English food at its best is a hearty, simple, and delicious fare. English cooking is steeped in history, yet the modern face of British food presents a dynamic and thriving cuisine now followed intensely by foodies around the globe.
A Brief History
English food has been heavily influenced by foreign invaders. Vikings, Romans, and French brought their own influence to the English table. The impact of the Franco-Normans is clearly reflected in the common use of their spices: saffron, mace, nutmeg, pepper, ginger, and sugar. Medieval English cookery abounds with recipes containing these foreign contributions, and these ingredients are still found in traditional recipes.
The British Empire
The British Empire’s colony in East Asia brought tea to England, and in return, the English took it to India, another one of their colonial outposts. From the English relationship with India came the love for curry, spicy sauces, and condiments which now are such an intrinsic part of English cuisine.
The World Wars
Immense damage was inflicted on English cookery throughout two World Wars, when the war effort used up all available goods and services, leaving little for private consumption. During World War II, food rationing of the most essential ingredients—meat, sugar, butter, and eggs—continued until early into the 1950s. It is from these years that England gained a reputation for poor cooking and became a gastronomic joke worldwide.
Back on the Map
Several notable upsets in the food world created a change in the English diet, namely Hoof-and-Mouth Disease, the Horse Meat Scandal, and a deep monetary recession in the early part of the 21st century. What emerged was a massive resurgence of traditional English foods, recipes, and cooking, using locally-produced seasonal foods wherever possible. Though it has taken many years to overcome, England has regained its reputation for some of the finest foods, best chefs, and renowned restaurants.

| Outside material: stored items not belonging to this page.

//! High-level lock manager: the public entry point wrapping the quorum
//! coordinator with token generation, retries and jittered backoff.

use std::sync::Arc;
use std::time::Duration;

use crate::config::{validate_options, ManagerOptions, RetryPolicy, MAX_TTL};
use crate::error::{RedlockError, Result};
use crate::infrastructure::LockStore;
use crate::quorum::QuorumCoordinator;
use crate::types::{normalize_resources, Lock, OwnerToken};

/// Distributed lock manager over a fixed set of independent stores.
///
/// The manager keeps no record of the locks it hands out: exclusion is
/// enforced entirely by the stores' conditional writes, so any number of
/// tasks (or processes, or hosts) may call it concurrently. Share one
/// instance behind an `Arc` or clone it; clones share the store handles.
#[derive(Clone)]
pub struct LockManager {
    coordinator: QuorumCoordinator,
    options: ManagerOptions,
}

impl LockManager {
    /// Create a manager over `stores`.
    ///
    /// Fails with [`RedlockError::Configuration`] for fewer than three
    /// stores, a quorum override that is not a usable majority, or invalid
    /// retry/drift settings.
    pub fn new(stores: Vec<Arc<dyn LockStore>>, options: ManagerOptions) -> Result<Self> {
        validate_options(&options)?;
        let coordinator = QuorumCoordinator::new(
            stores,
            options.quorum,
            options.clock,
            options.per_handle_timeout,
        )?;
        Ok(Self {
            coordinator,
            options,
        })
    }

    /// Create a manager with one Redis store per configured endpoint.
    #[cfg(feature = "redis")]
    pub fn from_config(config: &crate::config::RedlockConfig) -> Result<Self> {
        use crate::infrastructure_redis::RedisLockStore;

        config.validate()?;
        let stores = config
            .store_endpoints
            .iter()
            .map(|endpoint| {
                RedisLockStore::from_endpoint(endpoint)
                    .map(|store| Arc::new(store) as Arc<dyn LockStore>)
                    .map_err(|e| {
                        RedlockError::Configuration(format!("store {}: {}", endpoint, e))
                    })
            })
            .collect::<Result<Vec<_>>>()?;
        Self::new(stores, config.options())
    }

    pub fn quorum(&self) -> usize {
        self.coordinator.quorum()
    }

    pub fn store_count(&self) -> usize {
        self.coordinator.store_count()
    }

    pub fn options(&self) -> &ManagerOptions {
        &self.options
    }

    /// Lock a single resource for `ttl` with the manager's retry policy.
    pub async fn acquire(&self, resource: &str, ttl: Duration) -> Result<Lock> {
        self.acquire_with(&[resource.to_string()], ttl, &self.options.retry)
            .await
    }

    /// Lock a single resource for the configured default TTL.
    pub async fn acquire_default(&self, resource: &str) -> Result<Lock> {
        self.acquire(resource, self.options.default_ttl).await
    }

    /// Lock several resources as one unit: on every store either all keys
    /// are written or none is.
    pub async fn acquire_many<I, S>(&self, resources: I, ttl: Duration) -> Result<Lock>
    where
        I: IntoIterator<Item = S>,
        S: Into<String>,
    {
        let resources = normalize_resources(resources);
        self.acquire_with(&resources, ttl, &self.options.retry)
            .await
    }

    /// Full form of `acquire` with a per-call retry policy.
    ///
    /// Draws one fresh owner token, then runs up to `retry.retry_count`
    /// rounds, sleeping a uniformly random delay from the policy's range
    /// between failed rounds. Every failed round releases whatever it
    /// managed to write before the next one starts.
    pub async fn acquire_with(
        &self,
        resources: &[String],
        ttl: Duration,
        retry: &RetryPolicy,
    ) -> Result<Lock> {
        let resources = normalize_resources(resources.iter().cloned());
        check_request(&resources, ttl)?;
        retry
            .validate()
            .map_err(|e| RedlockError::InvalidRequest(e.to_string()))?;

        let token = OwnerToken::generate();

        for attempt in 1..=retry.retry_count {
            match self.coordinator.acquire(&resources, &token, ttl).await {
                Ok(lock) => {
                    tracing::debug!(
                        resources = ?lock.resources(),
                        attempt,
                        validity_ms = lock.validity().as_millis() as u64,
                        "Lock acquired"
                    );
                    return Ok(lock);
                }
                Err(failure) => {
                    tracing::debug!(resources = ?resources, attempt, reason = %failure, "Lock round failed");
                    if attempt < retry.retry_count {
                        tokio::time::sleep(retry.next_delay()).await;
                    }
                }
            }
        }

        Err(RedlockError::ResourceBusy {
            resources,
            attempts: retry.retry_count,
        })
    }

    /// Release a lock on every store. Never fails: keys that already
    /// expired or were never written are skipped, and unreachable stores
    /// let the key expire on its own. Safe to call more than once.
    pub async fn release(&self, lock: &Lock) {
        let released = self
            .coordinator
            .release(lock.resources(), lock.token())
            .await;
        tracing::debug!(resources = ?lock.resources(), released, "Lock released");
    }

    /// Push the expiry of a held lock to `ttl` from now, keeping its token.
    ///
    /// Subject to the same quorum and drift rules as acquisition, and to
    /// the manager's retry policy. The returned lock replaces `lock`.
    pub async fn extend(&self, lock: &Lock, ttl: Duration) -> Result<Lock> {
        check_request(lock.resources(), ttl)?;
        if lock.is_expired() {
            return Err(RedlockError::LockExpired {
                resources: lock.resources().to_vec(),
            });
        }

        let retry = &self.options.retry;
        for attempt in 1..=retry.retry_count {
            match self
                .coordinator
                .extend(lock.resources(), lock.token(), ttl)
                .await
            {
                Ok(extended) => return Ok(extended),
                Err(failure) => {
                    tracing::debug!(resources = ?lock.resources(), attempt, reason = %failure, "Extend round failed");
                    if attempt < retry.retry_count {
                        tokio::time::sleep(retry.next_delay()).await;
                    }
                }
            }
        }

        Err(RedlockError::ResourceBusy {
            resources: lock.resources().to_vec(),
            attempts: retry.retry_count,
        })
    }
}

fn check_request(resources: &[String], ttl: Duration) -> Result<()> {
    if resources.is_empty() {
        return Err(RedlockError::InvalidRequest(
            "at least one resource is required".to_string(),
        ));
    }
    if resources.iter().any(|r| r.is_empty()) {
        return Err(RedlockError::InvalidRequest(
            "resource names must not be empty".to_string(),
        ));
    }
    if ttl.is_zero() {
        return Err(RedlockError::InvalidRequest(
            "ttl must be greater than 0".to_string(),
        ));
    }
    if ttl > MAX_TTL {
        return Err(RedlockError::InvalidRequest(format!(
            "ttl must not exceed {:?}",
            MAX_TTL
        )));
    }
    Ok(())
}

Traditions and Favorite Dishes
So rich and diverse is English food, that England boasts no less than three national dishes: Roast beef and Yorkshire pudding, fish and chips, and—their controversial third—chicken tikka masala. Some say this is the new national dish, one that has evolved from the extensive migration into the country from India and Pakistan. Regardless of the debate surrounding it, it is most certainly an English favorite.
British puddings are renowned. Often steamed or baked (as in spotted dick) and served with custard, they are the perfect dish on a wet winter's day. But puddings are not always sweet, like the savory steak and kidney pudding.